In treating ASD patients, the measurement of the spine Cobb’s angle using whole-spine radiographs should be performed, however, a greater emphasis is placed on standing lateral pelvic radiographs than whole-spine radiographs in evaluating spinopelvic parameters, including the PI. To minimize measurement errors according to the horizontal and vertical rotation of the pelvis, the following methods are suggested for PI measurements: In producing the standing pelvic lateral radiographs, the pelvis should first be adjusted horizontally by placing the feet above a block in the case of pelvic obliquity on the whole-spine radiographs. After checking the greater trochanter (GT) of the femur through palpation, the center points of the X-ray tube and cassette should be positioned approximately 3 cm above the GT at 150º to produce maximum overlapping of the two femoral heads so that they are positioned at the center of the produced images (true pelvis lateral radiograph, Fig. 7-A). And even in the case of complete overlap of the two femoral heads, the first sacral endplate boundary may be unclear. In such cases, the proximal and distal boundaries of the upper endplate should be precisely identified in reference to the sagittal cut on CT or MRI of the sacral endplate, and the drawings can be made on the standing pelvic lateral radiographs (Fig. 7-B). The subsequent PI measurement is anticipated to be more accurate based on the angle between the key line from the center of the sacral endplate and the line connecting the identified center of the sacral endplate and the center of the two femoral heads in maximum overlap (Fig. 7-C).
Limitations
This study has some limitations. First, as the study was conducted retrospectively, several confounding variables may exist. Second, the PI measurements were taken using only the 3D model of special mechanical programs, including AutoCAD, to prevent direct comparison with 2D radiographs.

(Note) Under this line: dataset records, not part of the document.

//! Sheet storage and dependency tracking for Tabula.
//!
//! A [`Sheet`] owns every materialized [`Cell`]. Writes are validated against the
//! dependency graph before anything changes, and formula results are memoized
//! until one of their inputs changes.

pub mod cell;
pub mod dependency;
pub mod error;
pub mod sheet;

pub use cell::{Cell, CellContent, ESCAPE_SIGN, FORMULA_SIGN};
pub use error::SheetError;
pub use sheet::{CellRef, CellSnapshot, Sheet};
use serde::{Deserialize, Serialize};
use thiserror::Error;

/// Represents possible evaluation errors of a formula
///
/// These are values, not failures: a formula that evaluates to one of them caches it
/// and dependent formulas propagate it.
#[derive(Debug, Clone, Copy, PartialEq, Eq, Hash, Error, Serialize, Deserialize)]
pub enum FormulaError {
    /// #REF! - Reference to a position outside the sheet
    #[error("#REF!")]
    Ref,
    /// #VALUE! - Operand cannot be interpreted as a number
    #[error("#VALUE!")]
    Value,
    /// #ARITHM! - Division by zero or a non-finite result
    #[error("#ARITHM!")]
    Arithmetic,
}

/// A label could not be decoded into a [`crate::Position`]
#[derive(Debug, Clone, PartialEq, Eq, Error)]
#[error("Invalid position: {input}")]
pub struct PositionParseError {
    pub input: String,
}

impl PositionParseError {
    pub fn new(input: impl Into<String>) -> Self {
        Self {
            input: input.into(),
        }
    }
}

Nevertheless, more precise PI measurements using the 3D model are thought to differentiate this study from previous studies. A comparative analysis between 3D and 2D radiographs was conducted in a follow-up study. Third, with the recent advancement of novel imaging techniques, including EOS imaging (Biospace Med, France), far more accurate angle measurements have become possible. However, considering that most clinics have not yet acquired the EOS, the method based on true pelvic lateral radiographs suggested in this study is anticipated to serve as a useful guideline for spine surgeons planning surgical treatment for ASD. Fourth, the level of radiation exposure may increase owing to the additional radiological imaging to obtain standing pelvic lateral radiographs together with whole-spine radiographs. However, as the PI is a critical parameter in treating ASD patients and one that sets the standard in the surgical treatment, the potential increase in additional radiation exposure for more accurate PI measurements is a risk outweighed by therapeutic benefits for ASD patients. This coincides with the recommendations of the International Commission on Radiological Protection (ICRP) [28]: In conditions where the source of exposure is subject to control, it is desirable and reasonable to set specific dose limitations so that the associated risk is judged to be appropriately small in relation to the benefits resulting from the practice.